MASA is of opinion that there should be a comprehensive policy revision on the question of migrants in Turkey, a position reinforced by our discussion with Mr. Çorabatır. This novel policy must tackle efforts to integrate migrants into society, as opposed to ensuring their return through negotiations with the Assad regime, as suggested by some opposition parties. Migration should be tackled at a more comprehensive level and policy should be made with the fact that the millions of Syrian resident in Turkey are now indeed part of the country. This runs counter to the current rationale which perceives Syrians largely as a community which is destined to leave Turkey – by both decision makers and particularly the opposition to Erdoğan.

The geographical restrictions imposed by Turkey on the 1951 Geneva Convention narrows the breadth of refugee and asylum claims thus making existing legal regulations lacking in the most basic areas, necessitating policy change. While we acknowledge and applaud the “open door” policy that Turkey has largely pursued, we still argue that significant steps should be taken to improve the conditions of refugees. While making this proposal, we utilize both a moral and rational perspective, arguing that migration will benefit Turkey immensely in the long run.

We feel that anti-migrant political stances have become particularly risky.  Such discourses could indeed cause mass sociological disruptions. Provocations carried out over refugee in the earthquake-stricken regions are no longer a matter of petty politics – but rather increasingly constitute a national security issue.

The state’s basic reflex on the question of migration is to produce ad-hoc solutions on surging migration. These ad hoc solutions have become more evident, especially since the 1990s, with increasing political instability and violence in the countries neighboring Turkey in the Middle East. The authorities generally envisaged that migrants would move to to third countries or their countries of origin, allowing them to stay in Turkey temporarily.

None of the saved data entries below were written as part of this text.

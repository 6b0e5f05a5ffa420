//! Diesel-backed [`CrmSource`].

use std::time::Duration;

use tracing::{debug, info};

use super::catalog::{CatalogQuery, Dialect};
use super::connection::{create_pool, load_rows, DbPool};
use super::row::{CountRow, DetailRow, MonthlyRevenueRow, RevenueRow, StageCountRow};
use crate::config::DatabaseConfig;
use crate::domain::{DetailReportRow, MonthlyRevenue, PipelineStageCount, RevenueRecord};
use crate::error::Result;
use crate::port::outbound::source::CrmSource;

/// Run a catalog query against whichever backend the pool holds.
macro_rules! with_pool {
    ($pool:expr, |$inner:ident| $body:expr) => {
        match $pool {
            #[cfg(feature = "postgres")]
            DbPool::Postgres($inner) => $body,
            #[cfg(feature = "sqlite")]
            DbPool::Sqlite($inner) => $body,
        }
    };
}

/// Reads the query catalog through a shared connection pool.
///
/// Each query checks out its own connection; no transaction spans queries.
pub struct DieselCrmSource {
    pool: DbPool,
    dialect: Dialect,
}

impl DieselCrmSource {
    /// Build a source from database settings.
    pub fn connect(config: &DatabaseConfig) -> Result<Self> {
        let url = config.connection_url()?;
        let source = Self::from_url(&url, config.pool_size, config.connect_timeout())?;
        info!(
            database = %config.display_url(),
            dialect = source.dialect.as_str(),
            pool_size = config.pool_size,
            "CRM source configured"
        );
        Ok(source)
    }

    /// Build a source for an explicit URL.
    pub fn from_url(url: &str, pool_size: u32, timeout: Duration) -> Result<Self> {
        let pool = create_pool(url, pool_size, timeout)?;
        let dialect = pool.dialect();
        Ok(Self { pool, dialect })
    }

    #[must_use]
    pub fn dialect(&self) -> Dialect {
        self.dialect
    }

    fn rows<R, T>(&self, query: CatalogQuery) -> Result<Vec<T>>
    where
        R: Into<T>,
        Self: LoadRows<R>,
    {
        let rows: Vec<R> = self.load(query)?;
        debug!(query = query.name(), rows = rows.len(), "Catalog query finished");
        Ok(rows.into_iter().map(Into::into).collect())
    }

    fn scalar(&self, query: CatalogQuery) -> Result<i64> {
        let rows: Vec<CountRow> = self.load(query)?;
        let value = rows.first().map_or(0, |row| row.value);
        debug!(query = query.name(), value, "Catalog query finished");
        Ok(value)
    }
}

/// Row types loadable from every compiled-in backend.
trait LoadRows<R> {
    fn load(&self, query: CatalogQuery) -> Result<Vec<R>>;
}

macro_rules! impl_load_rows {
    ($($row:ty),* $(,)?) => {
        $(
            impl LoadRows<$row> for DieselCrmSource {
                fn load(&self, query: CatalogQuery) -> Result<Vec<$row>> {
                    let sql = query.sql(self.dialect);
                    with_pool!(&self.pool, |pool| load_rows::<_, $row>(pool, query, sql))
                }
            }
        )*
    };
}

impl_load_rows!(CountRow, RevenueRow, StageCountRow, MonthlyRevenueRow, DetailRow);

impl CrmSource for DieselCrmSource {
    fn total_leads(&self) -> Result<i64> {
        self.scalar(CatalogQuery::TotalLeads)
    }

    fn won_leads(&self) -> Result<i64> {
        self.scalar(CatalogQuery::WonLeads)
    }

    fn revenue(&self) -> Result<Vec<RevenueRecord>> {
        self.rows::<RevenueRow, _>(CatalogQuery::Revenue)
    }

    fn pipeline_stage_counts(&self) -> Result<Vec<PipelineStageCount>> {
        self.rows::<StageCountRow, _>(CatalogQuery::PipelineStageCounts)
    }

    fn monthly_revenue(&self) -> Result<Vec<MonthlyRevenue>> {
        self.rows::<MonthlyRevenueRow, _>(CatalogQuery::MonthlyRevenue)
    }

    fn detail_report(&self) -> Result<Vec<DetailReportRow>> {
        self.rows::<DetailRow, _>(CatalogQuery::DetailReport)
    }
}

impl std::fmt::Debug for DieselCrmSource {
    fn fmt(&self, f: &mut std::fmt::Formatter<'_>) -> std::fmt::Result {
        f.debug_struct("DieselCrmSource")
            .field("dialect", &self.dialect)
            .finish_non_exhaustive()
    }
}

This basic policy principle continues to guide the state’s rationale. Although Syrian migrants are not showing any indication of returning en masse, with the conditions of the civil war lasting for the last 12 years, it is obvious that strategies at the state level are still based on a return that is expected to take place. Political discourses in favor of the integration of migrants have become increasingly costly and undesirable due to trends both in Turkey and globally, exacerbating this phenomenon. Currently, although political parties in Turkey argue for different routes for the return of migrants, most political actors voice that return is still the main objective.

We feel that this objective must change. A hypothetical agreement with Assad and mass scale voluntary return does not offer a solution to this issue. A return strategy that will include millions of people is riddled with logistical impossibilities and may also expose Turkey to serious moral sanctions, as it would most likely violate the principle of “voluntary return”.

The political energy that this topic is generating should be channeled towards questions of integration and social cohesion rather than an obsessive claim of return. Rather than conceptualizing migration as a socio -political problem, it would be more meaningful for decision makers to consider the issue as a historically grounded and unchanging fact. In lieu of short-term solutions, it has become inevitable for Turkey to develop a grand strategy that covers all aspects of migration.